▶ _EXTRACTED MATERIAL_:
//! Property-based tests for the refinement invariants.

use proptest::prelude::*;

use creal::{DigitNumber, Real};

// Strategy for small non-zero integers
fn non_zero_int() -> impl Strategy<Value = i64> {
    prop_oneof![(-10000i64..=-1i64), (1i64..=10000i64)]
}

// Two-decimal fixed point value v / 100 as a Real and as a DigitNumber
fn centi(v: i64) -> (Real, DigitNumber) {
    let n = DigitNumber::from_i64(v);
    let d = DigitNumber::from_u64(100);
    let num = n.divide(&d, 20, creal::RoundingMode::Down).unwrap();
    let s = format!("{}", num);
    (s.parse().unwrap(), num)
}

proptest! {

    #[test]
    fn addition_commutes_exactly(a in -10000i64..10000, b in -10000i64..10000) {
        let (ra, _) = centi(a);
        let (rb, _) = centi(b);
        let mut ab = (&ra + &rb).precision_iter().unwrap();
        let mut ba = (&rb + &ra).precision_iter().unwrap();
        for _ in 0..4 {
            prop_assert_eq!(ab.interval(), ba.interval());
            ab.advance().unwrap();
            ba.advance().unwrap();
        }
    }

    #[test]
    fn multiplication_is_sound_and_nested(a in -10000i64..10000, b in -10000i64..10000) {
        let (ra, na) = centi(a);
        let (rb, nb) = centi(b);
        let exact = na.mul(&nb);

        let mut it = (&ra * &rb).precision_iter().unwrap();
        let mut prev = it.interval().clone();
        prop_assert!(prev.lower <= exact && exact <= prev.upper);
        for _ in 0..5 {
            it.advance().unwrap();
            let cur = it.interval().clone();
            prop_assert!(cur.lower <= exact && exact <= cur.upper);
            prop_assert!(prev.encloses(&cur));
            prev = cur;
        }
    }

    #[test]
    fn multiplication_sign_rule(a in non_zero_int(), b in non_zero_int()) {
        let (ra, _) = centi(a);
        let (rb, _) = centi(b);
        // refine until the product interval leaves zero behind
        let it = (&ra * &rb).enclosure(8).unwrap();
        let positive = (a > 0) == (b > 0);
        prop_assert_eq!(it.is_positive(), positive);
        prop_assert_eq!(it.is_negative(), !positive);
    }

    #[test]
    fn division_terminates_for_nonzero_divisors(a in -10000i64..10000, b in non_zero_int()) {
        let (ra, na) = centi(a);
        let (rb, nb) = centi(b);
        let q = (&ra / &rb).enclosure(6).unwrap();
        // q * b encloses a
        prop_assert!(q.lower.mul(&nb).min(q.upper.mul(&nb)) <= na);
        prop_assert!(q.lower.mul(&nb).max(q.upper.mul(&nb)) >= na);
    }

    #[test]
    fn subtraction_encloses_exact_difference(a in -10000i64..10000, b in -10000i64..10000) {
        let (ra, na) = centi(a);
        let (rb, nb) = centi(b);
        let exact = na.sub(&nb);
        let i = (&ra - &rb).enclosure(6).unwrap();
        prop_assert!(i.lower <= exact && exact <= i.upper);
    }
}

▶ _TASK DIRECTIONS_: For each line above that contains the word "Strategy", make a copy.

▶ _TASK RESPONSE_:
// Strategy for small non-zero integers
fn non_zero_int() -> impl Strategy<Value = i64> {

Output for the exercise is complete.